Records from a dataset:
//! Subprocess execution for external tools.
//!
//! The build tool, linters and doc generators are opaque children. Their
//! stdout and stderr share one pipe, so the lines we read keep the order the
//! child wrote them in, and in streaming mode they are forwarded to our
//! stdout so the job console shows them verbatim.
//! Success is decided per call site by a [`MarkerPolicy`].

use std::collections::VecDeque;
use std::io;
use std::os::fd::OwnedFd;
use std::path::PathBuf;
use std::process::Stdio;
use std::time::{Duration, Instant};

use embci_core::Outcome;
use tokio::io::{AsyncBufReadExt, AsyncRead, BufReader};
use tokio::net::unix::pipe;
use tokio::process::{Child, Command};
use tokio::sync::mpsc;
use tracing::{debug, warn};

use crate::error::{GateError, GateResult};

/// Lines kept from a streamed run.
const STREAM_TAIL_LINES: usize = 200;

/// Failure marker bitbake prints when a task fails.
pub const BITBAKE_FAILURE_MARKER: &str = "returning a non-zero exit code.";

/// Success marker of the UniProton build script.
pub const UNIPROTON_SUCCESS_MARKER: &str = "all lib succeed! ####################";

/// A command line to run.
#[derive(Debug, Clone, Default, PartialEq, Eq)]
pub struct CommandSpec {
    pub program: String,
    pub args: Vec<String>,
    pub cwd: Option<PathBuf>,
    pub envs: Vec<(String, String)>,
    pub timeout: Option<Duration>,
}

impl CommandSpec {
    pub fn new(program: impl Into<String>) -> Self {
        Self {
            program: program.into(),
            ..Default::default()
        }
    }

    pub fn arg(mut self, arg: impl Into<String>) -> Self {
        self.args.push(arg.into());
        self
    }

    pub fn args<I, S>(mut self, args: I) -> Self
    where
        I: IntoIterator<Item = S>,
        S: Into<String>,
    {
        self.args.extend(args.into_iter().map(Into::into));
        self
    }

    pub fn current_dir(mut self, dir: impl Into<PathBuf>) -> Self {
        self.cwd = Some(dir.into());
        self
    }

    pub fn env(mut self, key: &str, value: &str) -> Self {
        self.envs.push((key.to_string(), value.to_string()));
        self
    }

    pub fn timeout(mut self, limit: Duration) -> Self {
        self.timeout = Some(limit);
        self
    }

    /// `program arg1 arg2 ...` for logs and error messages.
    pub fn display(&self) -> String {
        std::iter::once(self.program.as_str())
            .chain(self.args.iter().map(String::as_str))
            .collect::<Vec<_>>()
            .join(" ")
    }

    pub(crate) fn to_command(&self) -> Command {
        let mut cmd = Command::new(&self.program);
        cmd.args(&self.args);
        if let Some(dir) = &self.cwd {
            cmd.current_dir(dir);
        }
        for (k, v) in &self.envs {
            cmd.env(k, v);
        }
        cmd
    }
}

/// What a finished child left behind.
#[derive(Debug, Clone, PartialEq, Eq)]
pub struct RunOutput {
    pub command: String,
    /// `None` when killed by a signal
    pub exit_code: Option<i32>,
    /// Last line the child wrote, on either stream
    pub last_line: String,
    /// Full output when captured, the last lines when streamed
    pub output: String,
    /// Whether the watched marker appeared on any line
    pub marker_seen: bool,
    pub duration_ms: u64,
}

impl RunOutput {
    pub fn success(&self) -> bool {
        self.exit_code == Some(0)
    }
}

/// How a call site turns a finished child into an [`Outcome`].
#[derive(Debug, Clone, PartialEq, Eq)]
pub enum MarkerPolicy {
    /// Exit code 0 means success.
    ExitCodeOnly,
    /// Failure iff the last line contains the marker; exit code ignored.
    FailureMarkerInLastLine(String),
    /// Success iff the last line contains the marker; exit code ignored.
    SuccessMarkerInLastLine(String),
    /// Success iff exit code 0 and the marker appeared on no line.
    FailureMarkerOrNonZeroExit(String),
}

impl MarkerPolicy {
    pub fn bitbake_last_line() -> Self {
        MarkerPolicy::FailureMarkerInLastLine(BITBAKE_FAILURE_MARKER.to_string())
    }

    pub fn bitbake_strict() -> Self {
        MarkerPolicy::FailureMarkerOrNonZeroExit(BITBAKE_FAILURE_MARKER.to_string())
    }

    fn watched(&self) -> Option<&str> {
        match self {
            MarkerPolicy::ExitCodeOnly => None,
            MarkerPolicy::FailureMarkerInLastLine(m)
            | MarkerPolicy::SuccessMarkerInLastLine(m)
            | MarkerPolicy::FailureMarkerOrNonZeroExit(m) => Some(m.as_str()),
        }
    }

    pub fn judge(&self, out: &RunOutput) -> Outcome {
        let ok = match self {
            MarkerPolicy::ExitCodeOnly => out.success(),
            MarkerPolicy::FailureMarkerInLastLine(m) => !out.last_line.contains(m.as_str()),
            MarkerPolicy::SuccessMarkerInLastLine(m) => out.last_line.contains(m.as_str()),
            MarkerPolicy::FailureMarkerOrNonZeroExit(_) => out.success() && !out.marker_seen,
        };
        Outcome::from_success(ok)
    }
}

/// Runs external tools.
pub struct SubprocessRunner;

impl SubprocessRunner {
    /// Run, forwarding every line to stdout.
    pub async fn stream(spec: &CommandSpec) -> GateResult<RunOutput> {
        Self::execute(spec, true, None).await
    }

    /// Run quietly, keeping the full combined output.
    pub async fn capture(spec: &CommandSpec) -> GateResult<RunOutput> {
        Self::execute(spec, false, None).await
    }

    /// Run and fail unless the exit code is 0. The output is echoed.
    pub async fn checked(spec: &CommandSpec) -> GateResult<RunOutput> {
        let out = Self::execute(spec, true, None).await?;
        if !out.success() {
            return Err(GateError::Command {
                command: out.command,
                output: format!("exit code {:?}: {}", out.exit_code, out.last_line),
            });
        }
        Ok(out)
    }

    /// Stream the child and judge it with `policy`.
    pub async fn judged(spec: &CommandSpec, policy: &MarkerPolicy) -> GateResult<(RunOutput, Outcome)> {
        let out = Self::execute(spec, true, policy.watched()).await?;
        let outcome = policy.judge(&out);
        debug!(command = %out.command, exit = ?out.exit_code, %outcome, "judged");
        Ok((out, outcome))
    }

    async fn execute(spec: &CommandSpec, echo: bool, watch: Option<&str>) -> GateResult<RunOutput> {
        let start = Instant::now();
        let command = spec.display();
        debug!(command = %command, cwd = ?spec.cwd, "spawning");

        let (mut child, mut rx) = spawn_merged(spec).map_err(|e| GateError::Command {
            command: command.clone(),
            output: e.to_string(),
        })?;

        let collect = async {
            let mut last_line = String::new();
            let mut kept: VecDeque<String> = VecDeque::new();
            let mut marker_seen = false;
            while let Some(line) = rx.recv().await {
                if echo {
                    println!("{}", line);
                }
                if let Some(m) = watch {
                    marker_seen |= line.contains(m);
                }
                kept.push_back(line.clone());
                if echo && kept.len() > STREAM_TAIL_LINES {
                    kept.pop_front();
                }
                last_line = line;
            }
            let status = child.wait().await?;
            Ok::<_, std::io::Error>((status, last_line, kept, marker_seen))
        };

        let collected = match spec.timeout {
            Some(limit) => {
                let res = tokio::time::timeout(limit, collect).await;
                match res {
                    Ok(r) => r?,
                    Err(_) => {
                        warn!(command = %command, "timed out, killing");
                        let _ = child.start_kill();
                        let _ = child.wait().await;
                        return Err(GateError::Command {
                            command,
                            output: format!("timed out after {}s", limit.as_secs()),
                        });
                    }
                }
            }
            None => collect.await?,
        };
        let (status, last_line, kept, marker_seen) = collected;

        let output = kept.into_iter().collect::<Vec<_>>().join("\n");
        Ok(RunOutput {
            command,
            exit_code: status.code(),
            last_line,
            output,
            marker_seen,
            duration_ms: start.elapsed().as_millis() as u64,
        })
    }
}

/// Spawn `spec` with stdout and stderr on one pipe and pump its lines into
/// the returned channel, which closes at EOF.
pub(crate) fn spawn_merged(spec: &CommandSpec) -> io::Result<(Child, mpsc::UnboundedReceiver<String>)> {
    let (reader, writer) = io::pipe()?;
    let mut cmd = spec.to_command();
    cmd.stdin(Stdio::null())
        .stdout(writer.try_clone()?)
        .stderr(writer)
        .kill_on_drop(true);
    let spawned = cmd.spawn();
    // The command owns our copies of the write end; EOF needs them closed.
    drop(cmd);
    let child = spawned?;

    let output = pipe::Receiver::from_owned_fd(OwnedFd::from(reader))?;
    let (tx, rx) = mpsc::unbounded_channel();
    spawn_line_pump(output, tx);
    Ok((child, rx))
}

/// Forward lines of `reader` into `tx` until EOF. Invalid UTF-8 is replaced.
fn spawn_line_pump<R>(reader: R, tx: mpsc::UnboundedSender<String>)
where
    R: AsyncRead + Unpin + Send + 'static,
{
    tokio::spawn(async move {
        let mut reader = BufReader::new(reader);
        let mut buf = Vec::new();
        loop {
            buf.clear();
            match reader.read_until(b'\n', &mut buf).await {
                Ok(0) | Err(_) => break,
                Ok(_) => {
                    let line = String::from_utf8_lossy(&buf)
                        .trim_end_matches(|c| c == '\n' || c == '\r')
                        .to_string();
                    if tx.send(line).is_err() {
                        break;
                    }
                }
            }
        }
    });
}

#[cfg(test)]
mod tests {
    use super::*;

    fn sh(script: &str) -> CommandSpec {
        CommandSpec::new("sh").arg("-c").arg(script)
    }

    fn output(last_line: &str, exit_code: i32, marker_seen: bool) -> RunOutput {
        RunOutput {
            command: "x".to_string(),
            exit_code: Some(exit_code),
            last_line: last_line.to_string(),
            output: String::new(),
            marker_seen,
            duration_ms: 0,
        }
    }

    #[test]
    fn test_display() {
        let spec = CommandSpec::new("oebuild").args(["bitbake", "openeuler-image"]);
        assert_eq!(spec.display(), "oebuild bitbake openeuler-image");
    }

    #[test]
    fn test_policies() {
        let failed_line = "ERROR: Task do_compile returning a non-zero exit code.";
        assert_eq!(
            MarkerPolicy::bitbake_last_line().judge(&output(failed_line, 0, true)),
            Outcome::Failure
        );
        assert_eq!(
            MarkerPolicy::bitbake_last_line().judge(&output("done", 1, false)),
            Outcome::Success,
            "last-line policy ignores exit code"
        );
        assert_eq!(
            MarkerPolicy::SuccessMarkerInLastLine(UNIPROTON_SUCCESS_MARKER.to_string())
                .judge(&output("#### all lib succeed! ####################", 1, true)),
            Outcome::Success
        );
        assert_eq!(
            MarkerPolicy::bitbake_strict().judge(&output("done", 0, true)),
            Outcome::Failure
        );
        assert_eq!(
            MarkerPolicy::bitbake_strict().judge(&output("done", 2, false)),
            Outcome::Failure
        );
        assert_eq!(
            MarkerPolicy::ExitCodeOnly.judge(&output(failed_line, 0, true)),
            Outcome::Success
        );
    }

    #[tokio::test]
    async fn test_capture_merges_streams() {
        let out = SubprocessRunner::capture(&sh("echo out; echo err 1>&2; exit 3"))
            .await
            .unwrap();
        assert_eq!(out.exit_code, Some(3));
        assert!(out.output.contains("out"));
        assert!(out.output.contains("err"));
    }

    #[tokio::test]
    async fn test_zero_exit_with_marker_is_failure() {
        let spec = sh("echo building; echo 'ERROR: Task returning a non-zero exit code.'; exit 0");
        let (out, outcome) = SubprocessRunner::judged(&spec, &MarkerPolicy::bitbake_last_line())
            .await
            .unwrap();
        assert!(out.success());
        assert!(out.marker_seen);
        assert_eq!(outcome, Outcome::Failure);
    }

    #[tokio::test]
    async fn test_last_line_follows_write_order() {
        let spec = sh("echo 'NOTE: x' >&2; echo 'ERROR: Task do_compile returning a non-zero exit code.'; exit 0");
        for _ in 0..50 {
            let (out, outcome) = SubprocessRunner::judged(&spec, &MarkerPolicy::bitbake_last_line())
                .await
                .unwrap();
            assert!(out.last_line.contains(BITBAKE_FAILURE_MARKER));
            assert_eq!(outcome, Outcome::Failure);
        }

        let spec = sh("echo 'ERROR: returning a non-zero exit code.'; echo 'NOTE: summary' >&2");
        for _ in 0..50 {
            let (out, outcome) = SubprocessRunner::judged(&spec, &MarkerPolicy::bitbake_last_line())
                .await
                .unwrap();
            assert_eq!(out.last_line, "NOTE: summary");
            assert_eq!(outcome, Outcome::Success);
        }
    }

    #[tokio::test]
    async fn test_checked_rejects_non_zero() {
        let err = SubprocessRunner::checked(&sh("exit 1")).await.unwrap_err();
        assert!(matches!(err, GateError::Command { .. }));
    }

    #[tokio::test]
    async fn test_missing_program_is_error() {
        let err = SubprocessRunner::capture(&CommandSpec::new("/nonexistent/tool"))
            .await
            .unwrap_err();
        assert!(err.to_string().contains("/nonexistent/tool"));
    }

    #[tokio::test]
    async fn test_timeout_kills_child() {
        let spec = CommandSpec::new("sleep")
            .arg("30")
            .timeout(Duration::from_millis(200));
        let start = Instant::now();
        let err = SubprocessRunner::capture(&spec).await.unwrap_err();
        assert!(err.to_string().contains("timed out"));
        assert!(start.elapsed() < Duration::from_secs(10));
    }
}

[THE TASK]
From the entries above, extract only the lines running from the one containing "full combined output." through the one containing "pub async fn judged(spec: &CommandSpec, policy: &MarkerPolicy)", inclusive.

[EXPECTED OUTPUT]
    /// Run quietly, keeping the full combined output.
    pub async fn capture(spec: &CommandSpec) -> GateResult<RunOutput> {
        Self::execute(spec, false, None).await
    }

    /// Run and fail unless the exit code is 0. The output is echoed.
    pub async fn checked(spec: &CommandSpec) -> GateResult<RunOutput> {
        let out = Self::execute(spec, true, None).await?;
        if !out.success() {
            return Err(GateError::Command {
                command: out.command,
                output: format!("exit code {:?}: {}", out.exit_code, out.last_line),
            });
        }
        Ok(out)
    }

    /// Stream the child and judge it with `policy`.
    pub async fn judged(spec: &CommandSpec, policy: &MarkerPolicy) -> GateResult<(RunOutput, Outcome)> {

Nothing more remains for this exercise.